Cowboys Taps Sony for Stadium Tech; Owner Jones Appears at NAB
By Ken Kerschbaumer
Dallas Cowboys owner and General Manager Jerry Jones highlighted Sony’s NAB press conference, taking the stage to discuss the new Cowboys stadium, which will open in June with more than 3,000 Sony LCD displays, Sony production equipment, and a massive, 60-yard-long center-hung scoreboard from Mitsubishi.
He pointed out the increasing importance of technology in the presentation of games at the stadium, saying, “Half of my time is spent looking for ways to involve the fans.”
The centerpiece of the system will be a massive scoreboard hung 95 ft. over the field with 30,000 sq. ft. of display. “Players will be 72 ft. high on the screen,” Jones said.
More than 3,000 Sony LCD displays will be located throughout the luxury suites, concourses, concession areas, and more, offering fans viewing options that extend beyond the action on the field. Fans can view replays, interviews with players and coaches, and content produced exclusively for the stadium’s in-house TV network, according to the team.
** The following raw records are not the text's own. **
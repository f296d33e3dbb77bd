use crate::error::EvalError;
use crate::operator::Operator;
use crate::roll::DieRoller;
use std::fmt;

/// One reduced unit of an expression: a value, and the operator that will
/// combine it with the term to its right. A term whose operator is
/// [`Operator::None`] is a terminal value awaiting no further combination.
#[derive(Debug, Clone, Copy, PartialEq, Eq)]
pub struct Term {
    pub operand: i64,
    pub operator: Operator,
}

impl Term {
    pub fn new(operand: i64, operator: Operator) -> Term {
        Term { operand, operator }
    }

    /// Build a term from an operator's default operand, for operators that
    /// appear with no explicit left operand (a bare `d6` becomes `1d6`).
    pub fn defaulted(operator: Operator) -> Result<Term, EvalError> {
        let operand = operator.default_operand()?;
        Ok(Term { operand, operator })
    }

    /// Determines if the order of this term is greater than or equal to the
    /// one passed. Left-associative for equal precedence.
    pub fn precedes(&self, other: &Term) -> bool {
        self.operator.order() >= other.operator.order()
    }

    /// Evaluate two terms into a new Term carrying the calculated value and
    /// the `other` term's operator, so the result can continue the chain.
    pub fn eval<R: DieRoller>(&self, other: &Term, roller: &mut R) -> Result<Term, EvalError> {
        let operand = self
            .operator
            .evaluate(self.operand, other.operand, roller)?;
        Ok(Term {
            operand,
            operator: other.operator,
        })
    }

    /// The evaluated value of this term alone. Errors unless the term's
    /// operator is the identity.
    pub fn value(&self) -> Result<i64, EvalError> {
        self.operator.value(self.operand)
    }

    /// The hierarchical order of the term's operator.
    pub fn order(&self) -> i32 {
        self.operator.order()
    }
}

impl fmt::Display for Term {
    fn fmt(&self, f: &mut fmt::Formatter<'_>) -> fmt::Result {
        write!(f, "{}{}", self.operand, self.operator)
    }
}

/// Reduce a list of terms to a single value by repeated pairwise
/// evaluation. An empty list reduces to 0.
pub fn reduce<R: DieRoller>(terms: &[Term], roller: &mut R) -> Result<i64, EvalError> {
    if terms.is_empty() {
        return Ok(0);
    }

    let mut terms = terms.to_vec();
    while terms.len() > 1 {
        terms = reduce_once(terms, roller)?;
    }

    terms[0].value()
}

/// One reduction step: collapse the highest-precedence adjacent pair
/// reachable from the front of the list, shrinking the list by one. A
/// pair reduces as soon as the left term's order is at least the right
/// term's; otherwise reduction defers into the tail first, which is what
/// lets higher-precedence operators absorb their right neighbor.
fn reduce_once<R: DieRoller>(mut terms: Vec<Term>, roller: &mut R) -> Result<Vec<Term>, EvalError> {
    match terms.len() {
        0 | 1 => Ok(terms),
        2 => Ok(vec![terms[0].eval(&terms[1], roller)?]),
        _ => {
            if terms[0].precedes(&terms[1]) {
                let head = terms[0].eval(&terms[1], roller)?;
                let mut reduced = Vec::with_capacity(terms.len() - 1);
                reduced.push(head);
                reduced.extend_from_slice(&terms[2..]);
                Ok(reduced)
            } else {
                let head = terms[0];
                let tail = reduce_once(terms.split_off(1), roller)?;
                let mut reduced = Vec::with_capacity(tail.len() + 1);
                reduced.push(head);
                reduced.extend(tail);
                Ok(reduced)
            }
        }
    }
}
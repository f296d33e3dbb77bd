use crate::error::EvalError;
use rand::prelude::*;

/// A source of single die rolls consumed by the roll operator.
pub trait DieRoller {
    ///Roll one die with the given number of sides, returning a value
    ///between 1 and `sides` inclusive.
    fn roll_number(&mut self, sides: i64) -> i64;
}

///A version of DieRoller that uses a rand::Rng to roll numbers.
pub struct RngDieRoller<R: Rng>(R);

impl<R: Rng> RngDieRoller<R> {
    pub fn new(rng: R) -> RngDieRoller<R> {
        RngDieRoller(rng)
    }
}

impl Default for RngDieRoller<ThreadRng> {
    fn default() -> Self {
        RngDieRoller(rand::thread_rng())
    }
}

impl<R: Rng> DieRoller for RngDieRoller<R> {
    fn roll_number(&mut self, sides: i64) -> i64 {
        self.0.gen_range(1..=sides)
    }
}

///Instead of being random, generate a series of numbers we have complete
///control over. Lets tests assert exact totals instead of ranges.
pub struct SequentialDieRoller {
    results: Vec<i64>,
    position: usize,
}

impl SequentialDieRoller {
    pub fn new(results: Vec<i64>) -> SequentialDieRoller {
        SequentialDieRoller {
            results,
            position: 0,
        }
    }
}

impl DieRoller for SequentialDieRoller {
    fn roll_number(&mut self, _sides: i64) -> i64 {
        let roll = self.results[self.position];
        self.position += 1;
        roll
    }
}

/// Roll `count` dice of `sides` sides each and sum the results. Both
/// parameters must be positive.
pub fn roll_dice<R: DieRoller>(count: i64, sides: i64, roller: &mut R) -> Result<i64, EvalError> {
    if count <= 0 || sides <= 0 {
        return Err(EvalError::BadRoll);
    }

    Ok((0..count).map(|_| roller.roll_number(sides)).sum())
}

#[cfg(test)]
mod tests {
    use super::*;

    #[test]
    fn rng_roller_stays_in_range() {
        let mut roller = RngDieRoller::default();
        for _ in 0..100 {
            let roll = roller.roll_number(6);
            assert!(roll >= 1 && roll <= 6);
        }
    }

    #[test]
    fn dice_totals_stay_in_range() {
        let mut roller = RngDieRoller::default();
        for _ in 0..100 {
            let total = roll_dice(10, 6, &mut roller).expect("roll failed");
            assert!(total >= 10 && total <= 60);
        }
    }

    #[test]
    fn sequential_roller_gives_exact_total() {
        let mut roller = SequentialDieRoller::new(vec![3, 5, 1]);
        assert_eq!(Ok(9), roll_dice(3, 6, &mut roller));
    }

    #[test]
    fn nonpositive_parameters_are_rejected() {
        let mut roller = SequentialDieRoller::new(vec![]);
        assert_eq!(Err(EvalError::BadRoll), roll_dice(0, 6, &mut roller));
        assert_eq!(Err(EvalError::BadRoll), roll_dice(2, 0, &mut roller));
        assert_eq!(Err(EvalError::BadRoll), roll_dice(-1, 6, &mut roller));
        assert_eq!(Err(EvalError::BadRoll), roll_dice(2, -4, &mut roller));
    }
}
The displays will be used to show game content and other Cowboys-produced video and advertising elements. The Sony HD monitors, which range in size from 19 to 70 in. (viewable area, measured diagonally), will be connected via RS-232 interface to a Cisco IPTV network for digital signage and other content-delivery applications.
The stadium’s HD control room has a Sony MVS-8000G production switcher and BVM and LUMA LCD displays, with Sony HDC-1450 cameras, XDCAM HD PDW-700 camcorders, and PDW-HD1500 decks also used.
“Our new stadium will be an entertainment destination, and more than just a great place to watch a game,” Jones says. “We were looking for the right company to work with on delivering an entirely new type of immersive fan experience with the latest cutting-edge technology. With its consumer and professional HD-technology expertise, Sony was the right brand.”
Plans and sponsorship opportunities may also include use of Sony consumer-electronics devices, such as Blu-ray disc players or PlayStation systems, to add to the level of fan excitement during games.
“The Dallas Cowboys have a well earned reputation for putting quality into everything they do, from the team on the field to the video material they produce,” says John Scarcella, president of Sony Electronics’ Broadcast and Business Solutions Co. “Their brand and their vision of how entertainment can and should be delivered is a perfect match for our HD technology, and we’re extremely proud to be working with them on this beautiful new stadium.”
Jones got the idea for the massive scoreboard at a Celine Dion concert in Las Vegas. The huge screen behind the star offered fans far from the stage a close-up of her singing. By the end of the concert, Jones felt as if he were close to Dion while she sang. The goal with the new stadium is to give football fans that same sense of intimacy.
“We asked for the very best, and Sony came up with the technology,” he says, adding, “This [technology] is like heart surgery for us, and we needed a real-time system that works without skipping a beat.”